Cheryl Charles–Duval, Brooklyn, NY, for respondent.
Allan D. Shafter, Port Washington, NY, attorney for the child.
MARK C. DILLON, J.P., CHERYL E. CHAMBERS, LARA J. GENOVESI, LOURDES M. VENTURA, JJ.
DECISION & ORDER
In a proceeding pursuant to Family Court Act article 6, the father appeals from an order of the Family Court, Queens County (Lauren Norton Lerner, Ct. Atty. Ref.), dated July 18, 2022. The order, insofar as appealed from, after a hearing, in effect, denied the father's petition to modify an order of the same court (Wanda Wardlaw Matthews, Ct. Atty. Ref.) dated July 20, 2018, so as to award him sole legal and residential custody of the parties’ child.

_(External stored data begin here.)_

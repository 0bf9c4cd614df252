//! Framing: `u32` little-endian length, ASCII payload, one NUL byte.
//!
//! The length field counts the payload plus the terminating NUL.

use crate::error::TransportFault;

/// Largest accepted value of the length field.
pub const MAX_FRAME_LEN: u32 = 1024 * 1024;

/// Size of the length prefix.
pub const HEADER_LEN: usize = 4;

/// Builds the bytes of one frame carrying `payload`.
pub fn encode_frame(payload: &str) -> Vec<u8> {
    let len = payload.len() as u32 + 1;
    let mut frame = Vec::with_capacity(HEADER_LEN + payload.len() + 1);
    frame.extend_from_slice(&len.to_le_bytes());
    frame.extend_from_slice(payload.as_bytes());
    frame.push(0);
    frame
}

/// Validates a length prefix and returns how many bytes follow it.
pub fn decode_header(header: [u8; HEADER_LEN]) -> Result<usize, TransportFault> {
    let len = u32::from_le_bytes(header);
    if len == 0 || len > MAX_FRAME_LEN {
        return Err(TransportFault::BadLength(len));
    }
    Ok(len as usize)
}

/// Checks the bytes following the header and extracts the payload.
pub fn decode_body(body: &[u8]) -> Result<String, TransportFault> {
    let Some((&last, payload)) = body.split_last() else {
        return Err(TransportFault::BadLength(0));
    };
    if last != 0 {
        return Err(TransportFault::MissingTerminator);
    }
    if let Some(at) = payload.iter().position(|&b| b == 0) {
        return Err(TransportFault::EarlyTerminator(at));
    }
    if !payload.is_ascii() {
        return Err(TransportFault::NotAscii);
    }
    // ASCII is valid UTF-8
    Ok(String::from_utf8_lossy(payload).into_owned())
}

#[cfg(test)]
mod frame_tests {
    use super::*;

    #[test]
    fn frame_layout() {
        let frame = encode_frame("SLEEP");
        assert_eq!(&frame[..4], &6u32.to_le_bytes());
        assert_eq!(&frame[4..9], b"SLEEP");
        assert_eq!(frame[9], 0);
        assert_eq!(decode_header([6, 0, 0, 0]).unwrap(), 6);
        assert_eq!(decode_body(&frame[4..]).unwrap(), "SLEEP");
    }

    #[test]
    fn length_bounds() {
        assert_eq!(decode_header([0; 4]), Err(TransportFault::BadLength(0)));
        let too_big = (MAX_FRAME_LEN + 1).to_le_bytes();
        assert!(decode_header(too_big).is_err());
        assert!(decode_header(MAX_FRAME_LEN.to_le_bytes()).is_ok());
    }

    #[test]
    fn body_must_end_with_nul() {
        assert_eq!(
            decode_body(b"SLEEPX"),
            Err(TransportFault::MissingTerminator)
        );
        assert_eq!(decode_body(b"caf\xc3\xa9\0"), Err(TransportFault::NotAscii));
        // the length covers two frames' worth of bytes
        assert_eq!(
            decode_body(b"SLE\0EP\0"),
            Err(TransportFault::EarlyTerminator(3))
        );
        assert_eq!(decode_body(b"\0\0"), Err(TransportFault::EarlyTerminator(0)));
    }
}
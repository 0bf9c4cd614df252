//! Environment changes applied once per round after all actions are resolved.
//!
//! Every simulator draws from the world's own random source and reports what it changed as
//! one replay block.

use std::fmt::Write as _;

use rand::seq::IndexedRandom;
use rand::Rng;
use tracing::{debug, instrument};

use crate::common::{Direction, Location};
use crate::world::layer::WorldObject;
use crate::world::AegisWorld;

/// Runs every simulator, clears the world's top-layer removal log and returns the
/// `Sim_Events; ... End_Sim;` block.
#[instrument(skip(world))]
pub fn run_simulators(world: &mut AegisWorld, fire_spread: bool) -> String {
    let mut out = String::from("Sim_Events;\n");
    if fire_spread {
        out.push_str(&spread_fire(world));
    }
    out.push_str(&decay_survivors(world));

    out.push_str("Top_Layer_Rem; { ");
    if world.top_layer_removed.is_empty() {
        out.push_str("NONE");
    }
    for location in world.top_layer_removed.drain(..) {
        let _ = write!(out, "{},", location.proc_string());
    }
    out.push_str(" };\n");

    out.push_str("Agents_Information; { ");
    if world.agents().is_empty() {
        out.push_str("NONE");
    }
    for agent in world.agents() {
        let _ = write!(
            out,
            "({},{},{},{},{}),",
            agent.id().id,
            agent.id().gid,
            agent.energy(),
            agent.location().x,
            agent.location().y
        );
    }
    out.push_str(" };\n");
    out.push_str("End_Sim;\n");
    out
}

/// Up to two burning cells each try to ignite one to three random neighbours.
///
/// Returns an empty string when nothing burns or nothing is left to burn.
pub fn spread_fire(world: &mut AegisWorld) -> String {
    let mut burning: Vec<Location> = world
        .cells()
        .iter()
        .filter(|c| c.is_on_fire())
        .map(|c| c.location())
        .collect();
    if burning.is_empty() || burning.len() == world.cells().len() {
        return String::new();
    }

    let mut out = String::from("Fire Grids; { ");
    let mut ignited = 0;
    let events = world.rng.random_range(0..=2);
    for _ in 0..events {
        let Some(&origin) = burning.choose(&mut world.rng) else {
            break;
        };
        let attempts = world.rng.random_range(1..=3);
        for _ in 0..attempts {
            let target = origin.add(Direction::random(&mut world.rng));
            let Some(cell) = world.cell_mut(target) else {
                continue;
            };
            if cell.is_on_fire() {
                continue;
            }
            cell.ignite();
            burning.push(target);
            ignited += 1;
            out.push_str(&target.proc_string());
        }
    }
    if ignited == 0 {
        out.push_str("NONE");
    }
    out.push_str(" };\n");
    debug!(ignited, "fire spread");
    out
}

/// Living survivors and groups lose some energy with a 40% chance each.
///
/// Returns the `SV; { ... };` and `SVG; { ... };` lines.
pub fn decay_survivors(world: &mut AegisWorld) -> String {
    let mut survivors = String::from("SV; { ");
    let mut groups = String::from("SVG; { ");
    let (mut changed_survivors, mut changed_groups) = (0, 0);

    let AegisWorld { objects, rng, .. } = world;
    for object in objects.values_mut() {
        if matches!(object, WorldObject::Rubble(_)) {
            continue;
        }
        if rng.random_range(0..20) < 12 {
            continue;
        }
        match object {
            WorldObject::Survivor(s) if s.energy > 0 => {
                let damage =
                    s.damage_factor * rng.random_range(1..=5) + s.body_mass + s.mental_state;
                s.energy = s.energy.saturating_sub(cap_damage(damage, rng));
                changed_survivors += 1;
                let _ = write!(survivors, "({},{})", s.id, s.energy);
            }
            WorldObject::SurvivorGroup(g) if g.energy > 0 => {
                let damage = g.number_of_survivors * rng.random_range(1..=10);
                g.energy = g.energy.saturating_sub(cap_damage(damage, rng));
                changed_groups += 1;
                let _ = write!(groups, "({},{})", g.id, g.energy);
            }
            _ => {}
        }
    }

    for (line, changed) in [(&mut survivors, changed_survivors), (&mut groups, changed_groups)] {
        if changed == 0 {
            line.push_str("NONE");
        }
        line.push_str(" };\n");
    }
    debug!(changed_survivors, changed_groups, "survivors decayed");
    survivors + &groups
}

fn cap_damage<R: Rng>(damage: u32, rng: &mut R) -> u32 {
    let cap = rng.random_range(5..=10);
    if damage > cap {
        damage % cap + 1
    } else {
        damage
    }
}

#[cfg(test)]
mod simulators_tests {
    use super::*;
    use crate::common::AgentId;
    use crate::world::description::{StackContent, WorldDescription};

    fn survivor(energy: u32) -> StackContent {
        StackContent::new(
            "sv",
            &[
                ("energy_level", energy),
                ("damage_factor", 2),
                ("body_mass", 1),
                ("mental_state", 1),
            ],
        )
    }

    fn world(seed: u64) -> AegisWorld {
        let description = WorldDescription::empty(4, 4, seed, 50)
            .with_fire(Location::new(0, 0))
            .with_stack(
                Location::new(2, 2),
                1,
                vec![
                    survivor(500),
                    survivor(0),
                    StackContent::new(
                        "svg",
                        &[("energy_level", 500), ("number_of_survivors", 4)],
                    ),
                ],
            );
        AegisWorld::build(&description, true).unwrap()
    }

    fn burning(w: &AegisWorld) -> Vec<Location> {
        w.cells()
            .iter()
            .filter(|c| c.is_on_fire())
            .map(|c| c.location())
            .collect()
    }

    #[test]
    fn fire_only_spreads_to_neighbours() {
        for seed in 0..20 {
            let mut w = world(seed);
            let mut last = 1;
            for _ in 0..10 {
                spread_fire(&mut w);
                let now = burning(&w);
                assert!(now.len() >= last);
                last = now.len();
                for location in &now {
                    let touches_fire = now.iter().any(|other| {
                        other != location
                            && (other.x - location.x).abs() <= 1
                            && (other.y - location.y).abs() <= 1
                    });
                    assert!(*location == Location::new(0, 0) || touches_fire);
                }
            }
        }
    }

    #[test]
    fn fire_report_lists_ignited_cells() {
        let mut w = world(3);
        let text = spread_fire(&mut w);
        let ignited = burning(&w).len() - 1;
        if ignited == 0 {
            assert_eq!(text, "Fire Grids; { NONE };\n");
        } else {
            assert_eq!(text.matches("( ").count(), ignited);
            assert!(text.starts_with("Fire Grids; { ( "));
        }
    }

    #[test]
    fn fire_without_fuel_reports_nothing() {
        let mut w = AegisWorld::build(&WorldDescription::empty(3, 3, 1, 10), true).unwrap();
        assert_eq!(spread_fire(&mut w), "");
    }

    #[test]
    fn decay_never_revives_or_goes_negative() {
        let mut w = world(11);
        let before = w.objects.clone();
        for _ in 0..40 {
            decay_survivors(&mut w);
        }
        for (key, object) in &w.objects {
            match (object, &before[key]) {
                (WorldObject::Survivor(now), WorldObject::Survivor(then)) => {
                    assert!(now.energy <= then.energy)
                }
                (WorldObject::SurvivorGroup(now), WorldObject::SurvivorGroup(then)) => {
                    assert!(now.energy <= then.energy)
                }
                _ => {}
            }
        }
        // the dead survivor never shows up in a report
        let text = decay_survivors(&mut w);
        assert!(!text.contains("(1,"));
        assert!(text.starts_with("SV; { "));
        assert!(text.contains("\nSVG; { "));
    }

    #[test]
    fn decay_is_bounded_per_round() {
        let mut w = world(5);
        for _ in 0..40 {
            let before = w.objects.clone();
            decay_survivors(&mut w);
            for (key, object) in &w.objects {
                let drop = before[key].life_signal() as i64 - object.life_signal() as i64;
                // damage is capped at 10 per round
                assert!((0..=10).contains(&drop));
            }
        }
    }

    #[test]
    fn event_block_layout() {
        let mut w = world(2);
        w.add_agent(AgentId::new(1, 1));
        w.remove_top_layer(Location::new(2, 2));
        let text = run_simulators(&mut w, false);
        let lines: Vec<&str> = text.lines().collect();
        assert_eq!(lines[0], "Sim_Events;");
        assert!(lines[1].starts_with("SV; { "));
        assert!(lines[2].starts_with("SVG; { "));
        assert_eq!(lines[3], "Top_Layer_Rem; { ( 2, 2 ), };");
        let agent = w.agents()[0].clone();
        assert_eq!(
            lines[4],
            format!(
                "Agents_Information; {{ (1,1,50,{},{}), }};",
                agent.location().x,
                agent.location().y
            )
        );
        assert_eq!(lines[5], "End_Sim;");
        assert!(w.top_layer_removed.is_empty());

        let text = run_simulators(&mut w, true);
        assert!(text.contains("Top_Layer_Rem; { NONE };\n"));
        assert!(text.lines().nth(1).unwrap().starts_with("Fire Grids; { "));
    }
}
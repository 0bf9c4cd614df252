//! JSON view of the world handed to replay sinks.

use serde::{Deserialize, Serialize};

use crate::world::description::{Coordinates, StackContent};

/// The world after a round.
#[allow(missing_docs)]
#[derive(Debug, Clone, PartialEq, Eq, Serialize, Deserialize)]
pub struct WorldSnapshot {
    /// Column by column, `x` outer.
    pub grid_data: Vec<GridCellData>,
    /// In cell order, then arrival order.
    pub agent_data: Vec<AgentData>,
    pub top_layer_rem_data: Vec<Coordinates>,
    pub number_of_alive_agents: u32,
    pub number_of_dead_agents: u32,
    pub number_of_survivors: u32,
    pub number_of_survivors_alive: u32,
    pub number_of_survivors_dead: u32,
    pub number_of_survivors_saved_alive: u32,
    pub number_of_survivors_saved_dead: u32,
}

/// One cell.
#[allow(missing_docs)]
#[derive(Debug, Clone, PartialEq, Eq, Serialize, Deserialize)]
pub struct GridCellData {
    /// Wire name such as `FIRE_GRID`.
    pub grid_type: String,
    pub stack: StackData,
}

/// A cell's stack, bottom first.
#[allow(missing_docs)]
#[derive(Debug, Clone, PartialEq, Eq, Serialize, Deserialize)]
pub struct StackData {
    pub grid_loc: Coordinates,
    pub move_cost: u32,
    pub contents: Vec<StackContent>,
}

/// One agent.
#[allow(missing_docs)]
#[derive(Debug, Clone, PartialEq, Eq, Serialize, Deserialize)]
pub struct AgentData {
    pub id: u32,
    pub gid: u32,
    pub x: i32,
    pub y: i32,
    pub energy_level: u32,
    pub command_sent: Option<String>,
}
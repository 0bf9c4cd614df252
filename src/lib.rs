//! # AEGIS Kernel
//!
//! The simulation kernel of AEGIS, a turn-based multi-agent search-and-rescue competition.
//!
//! It provides:
//! - A grid world of stacked rubble and survivors, with charging, fire and killer cells (`AegisWorld`)
//! - A lockstep round engine that prompts every connected agent, resolves their actions and runs
//!   the environment simulators (`Kernel`)
//! - The agent wire protocol: length-prefixed text frames over TCP and their command grammar
//! - A replay log and per-round world snapshots for later visualization
//!
//! Agents are separate processes that connect to the kernel over TCP. A faulty agent is removed
//! from the simulation, the run goes on without it.
//!
//! # Documentation Overview
//!
//! - For the round engine and the kernel lifecycle, see the [`kernel`] module.
//! - For the options, see [`Configuration`](crate::configuration::Configuration).
//! - For the world file layout, see [`WorldDescription`](crate::world::description::WorldDescription).
//! - For what agents send and receive, see the [`protocol`] module.
//!
//! # Usage Example
//!
//! ```no_run
//! use aegis_kernel::prelude::*;
//!
//! fn main() -> anyhow::Result<()> {
//!     let json = std::fs::read_to_string("world.json")?;
//!     let description = WorldDescription::from_json_str(&json)?;
//!
//!     let config = Configuration::from_env().with_rounds(100).with_expected_agents(2);
//!     let world = AegisWorld::build(&description, config.move_cost_enabled())?;
//!     let replay = ReplayFile::create("run.replay", &json)?;
//!
//!     let mut kernel = Kernel::new(config, world, replay);
//!     let summary = kernel.run()?;
//!     for group in &summary.groups {
//!         println!("{}: {} saved", group.name, group.number_saved);
//!     }
//!     Ok(())
//! }
//! ```
//!
//! ## Agent Requirements
//!
//! - Connect to the kernel port and send `CONNECT ( group_name )` first
//! - Every message is a 4-byte little-endian length followed by the text and a NUL byte
//! - Send at most one action between `ROUND_START` and the command deadline, then `END_TURN`
#![warn(missing_docs)]

pub use anyhow;
pub mod common;
pub mod configuration;
pub mod error;
pub mod kernel;
pub mod logger;
pub mod protocol;
pub mod registry;
pub mod replay;
pub mod simulators;
pub mod transport;
pub mod world;

/// Commonly used types for quick access.
///
/// ```rust
/// use aegis_kernel::prelude::*;
/// ```
///
/// Includes:
/// - [`Configuration`](crate::configuration::Configuration) and its strategies
/// - [`Kernel`](crate::kernel::Kernel) and its run summary
/// - [`AegisWorld`](crate::world::AegisWorld) and [`WorldDescription`](crate::world::description::WorldDescription)
/// - the replay sinks
pub mod prelude {
    pub use crate::common::{AgentId, Direction, GridKind, Location};
    pub use crate::configuration::{Configuration, SaveStrategy, TieStrategy};
    pub use crate::kernel::{EndReason, Kernel, KernelState, SimulationSummary};
    pub use crate::replay::{MemoryReplay, ReplayFile, ReplaySink};
    pub use crate::world::description::WorldDescription;
    pub use crate::world::AegisWorld;
}
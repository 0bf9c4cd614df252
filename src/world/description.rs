//! The world description read at startup, in the layout of the reference `.world` JSON files.

use std::collections::BTreeMap;

use serde::{Deserialize, Serialize};

use crate::common::Location;
use crate::error::ConfigurationError;

/// A whole world file.
#[derive(Debug, Clone, PartialEq, Eq, Serialize, Deserialize)]
pub struct WorldDescription {
    /// Global settings.
    pub settings: Settings,
    /// Spawn points. A location listed twice gives two slots.
    #[serde(default)]
    pub spawn_locs: Vec<SpawnLocation>,
    /// Cells that are not normal terrain.
    #[serde(default)]
    pub grid_types: GridTypes,
    /// Per-cell stacks. Cells without an entry are empty with a move cost of 1.
    #[serde(default)]
    pub stacks: Vec<Stack>,
}

/// `settings` section.
#[allow(missing_docs)]
#[derive(Debug, Clone, PartialEq, Eq, Serialize, Deserialize)]
pub struct Settings {
    pub world_info: WorldInfo,
}

/// `settings.world_info` section.
#[allow(missing_docs)]
#[derive(Debug, Clone, PartialEq, Eq, Serialize, Deserialize)]
pub struct WorldInfo {
    pub size: WorldSize,
    /// Seed of the world's pseudo-random source.
    pub seed: u64,
    /// Starting energy of every agent.
    pub agent_energy: u32,
    #[serde(default)]
    pub world_file_levels: SurvivorLevels,
}

/// World dimensions.
#[allow(missing_docs)]
#[derive(Debug, Clone, Copy, PartialEq, Eq, Serialize, Deserialize)]
pub struct WorldSize {
    pub width: i32,
    pub height: i32,
}

/// Thresholds used to bucket survivor counts in the agent world file.
#[allow(missing_docs)]
#[derive(Debug, Clone, Copy, PartialEq, Eq, Serialize, Deserialize)]
pub struct SurvivorLevels {
    pub high: u32,
    pub mid: u32,
    pub low: u32,
}

impl Default for SurvivorLevels {
    fn default() -> Self {
        SurvivorLevels {
            high: 3,
            mid: 2,
            low: 1,
        }
    }
}

/// A plain `{x, y}` pair.
#[allow(missing_docs)]
#[derive(Debug, Clone, Copy, PartialEq, Eq, Serialize, Deserialize)]
pub struct Coordinates {
    pub x: i32,
    pub y: i32,
}

impl From<Coordinates> for Location {
    fn from(c: Coordinates) -> Self {
        Location::new(c.x, c.y)
    }
}

impl From<Location> for Coordinates {
    fn from(l: Location) -> Self {
        Coordinates { x: l.x, y: l.y }
    }
}

/// One spawn slot, optionally reserved for a group.
#[allow(missing_docs)]
#[derive(Debug, Clone, Copy, PartialEq, Eq, Serialize, Deserialize)]
pub struct SpawnLocation {
    pub x: i32,
    pub y: i32,
    #[serde(default, skip_serializing_if = "Option::is_none")]
    pub gid: Option<u32>,
}

/// `grid_types` section.
#[allow(missing_docs)]
#[derive(Debug, Clone, Default, PartialEq, Eq, Serialize, Deserialize)]
pub struct GridTypes {
    #[serde(default)]
    pub fire_grids: Vec<Coordinates>,
    #[serde(default)]
    pub killer_grids: Vec<Coordinates>,
    #[serde(default)]
    pub charging_grids: Vec<Coordinates>,
}

/// The layers of one cell, top first.
#[allow(missing_docs)]
#[derive(Debug, Clone, PartialEq, Eq, Serialize, Deserialize)]
pub struct Stack {
    pub grid_loc: Coordinates,
    #[serde(default = "default_move_cost")]
    pub move_cost: u32,
    #[serde(default)]
    pub contents: Vec<StackContent>,
}

fn default_move_cost() -> u32 {
    1
}

/// One layer: a type tag and its named arguments.
///
/// The same shape is used when a layer is exported in a snapshot.
#[derive(Debug, Clone, PartialEq, Eq, Serialize, Deserialize)]
pub struct StackContent {
    /// Layer tag, e.g. `sv` or `Rubble`.
    #[serde(rename = "type")]
    pub kind: String,
    /// Named integer arguments.
    #[serde(default)]
    pub arguments: BTreeMap<String, u32>,
}

impl StackContent {
    /// Builds a layer entry from a tag and `(name, value)` pairs.
    pub fn new(kind: &str, arguments: &[(&str, u32)]) -> Self {
        StackContent {
            kind: kind.to_owned(),
            arguments: arguments
                .iter()
                .map(|(name, value)| ((*name).to_owned(), *value))
                .collect(),
        }
    }
}

impl WorldDescription {
    /// Parses a world file.
    pub fn from_json_str(json: &str) -> Result<Self, ConfigurationError> {
        Ok(serde_json::from_str(json)?)
    }

    /// An empty world of the given size, handy to build worlds in code.
    pub fn empty(width: i32, height: i32, seed: u64, agent_energy: u32) -> Self {
        WorldDescription {
            settings: Settings {
                world_info: WorldInfo {
                    size: WorldSize { width, height },
                    seed,
                    agent_energy,
                    world_file_levels: SurvivorLevels::default(),
                },
            },
            spawn_locs: Vec::new(),
            grid_types: GridTypes::default(),
            stacks: Vec::new(),
        }
    }

    /// Adds a spawn slot.
    pub fn with_spawn(mut self, location: Location, gid: Option<u32>) -> Self {
        self.spawn_locs.push(SpawnLocation {
            x: location.x,
            y: location.y,
            gid,
        });
        self
    }

    /// Adds a stack, `contents` listed top first.
    pub fn with_stack(
        mut self,
        location: Location,
        move_cost: u32,
        contents: Vec<StackContent>,
    ) -> Self {
        self.stacks.push(Stack {
            grid_loc: location.into(),
            move_cost,
            contents,
        });
        self
    }

    /// Marks a cell as charging.
    pub fn with_charging(mut self, location: Location) -> Self {
        self.grid_types.charging_grids.push(location.into());
        self
    }

    /// Marks a cell as burning.
    pub fn with_fire(mut self, location: Location) -> Self {
        self.grid_types.fire_grids.push(location.into());
        self
    }

    /// Marks a cell as killer.
    pub fn with_killer(mut self, location: Location) -> Self {
        self.grid_types.killer_grids.push(location.into());
        self
    }
}

#[cfg(test)]
mod description_tests {
    use super::*;

    const WORLD: &str = r#"{
        "settings": {
            "world_info": {
                "size": { "width": 4, "height": 3 },
                "seed": 12345,
                "agent_energy": 100,
                "world_file_levels": { "high": 5, "mid": 3, "low": 1 }
            }
        },
        "spawn_locs": [ { "x": 0, "y": 0 }, { "x": 1, "y": 1, "gid": 2 } ],
        "grid_types": {
            "fire_grids": [ { "x": 3, "y": 2 } ],
            "killer_grids": [],
            "charging_grids": [ { "x": 0, "y": 1 } ]
        },
        "stacks": [
            {
                "grid_loc": { "x": 2, "y": 2 },
                "move_cost": 3,
                "contents": [
                    { "type": "rb", "arguments": { "remove_energy": 2, "remove_agents": 2 } },
                    { "type": "sv", "arguments": { "energy_level": 40, "damage_factor": 1, "body_mass": 2, "mental_state": 3 } }
                ]
            }
        ]
    }"#;

    #[test]
    fn parses_reference_layout() {
        let description = WorldDescription::from_json_str(WORLD).unwrap();
        let info = &description.settings.world_info;
        assert_eq!(info.size, WorldSize { width: 4, height: 3 });
        assert_eq!(info.seed, 12345);
        assert_eq!(info.world_file_levels.mid, 3);
        assert_eq!(description.spawn_locs[1].gid, Some(2));
        assert_eq!(description.spawn_locs[0].gid, None);
        assert_eq!(description.grid_types.fire_grids, vec![Coordinates { x: 3, y: 2 }]);
        let stack = &description.stacks[0];
        assert_eq!(stack.move_cost, 3);
        assert_eq!(stack.contents[0].kind, "rb");
        assert_eq!(stack.contents[1].arguments["mental_state"], 3);
    }

    #[test]
    fn missing_sections_default() {
        let description = WorldDescription::from_json_str(
            r#"{"settings":{"world_info":{"size":{"width":3,"height":3},"seed":1,"agent_energy":10}}}"#,
        )
        .unwrap();
        assert_eq!(description, WorldDescription::empty(3, 3, 1, 10));
    }

    #[test]
    fn bad_json_is_a_configuration_error() {
        assert!(matches!(
            WorldDescription::from_json_str("{"),
            Err(ConfigurationError::Json(_))
        ));
    }
}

ORDERED that the order dated July 18, 2022, is reversed insofar as appealed from, on the law and in the exercise of discretion, without costs or disbursements, the father's petition is reinstated, and the matter is remitted to the Family Court, Queens County, for a new hearing on the father's petition, before a different Court Attorney Referee, to be conducted with all deliberate speed, and a new determination thereafter; and it is further,
ORDERED that pending the new hearing and determination of the father's petition, the mother shall continue to have residential custody of the parties’ child, and the parental access schedule set forth in the order dated July 18, 2022, shall continue.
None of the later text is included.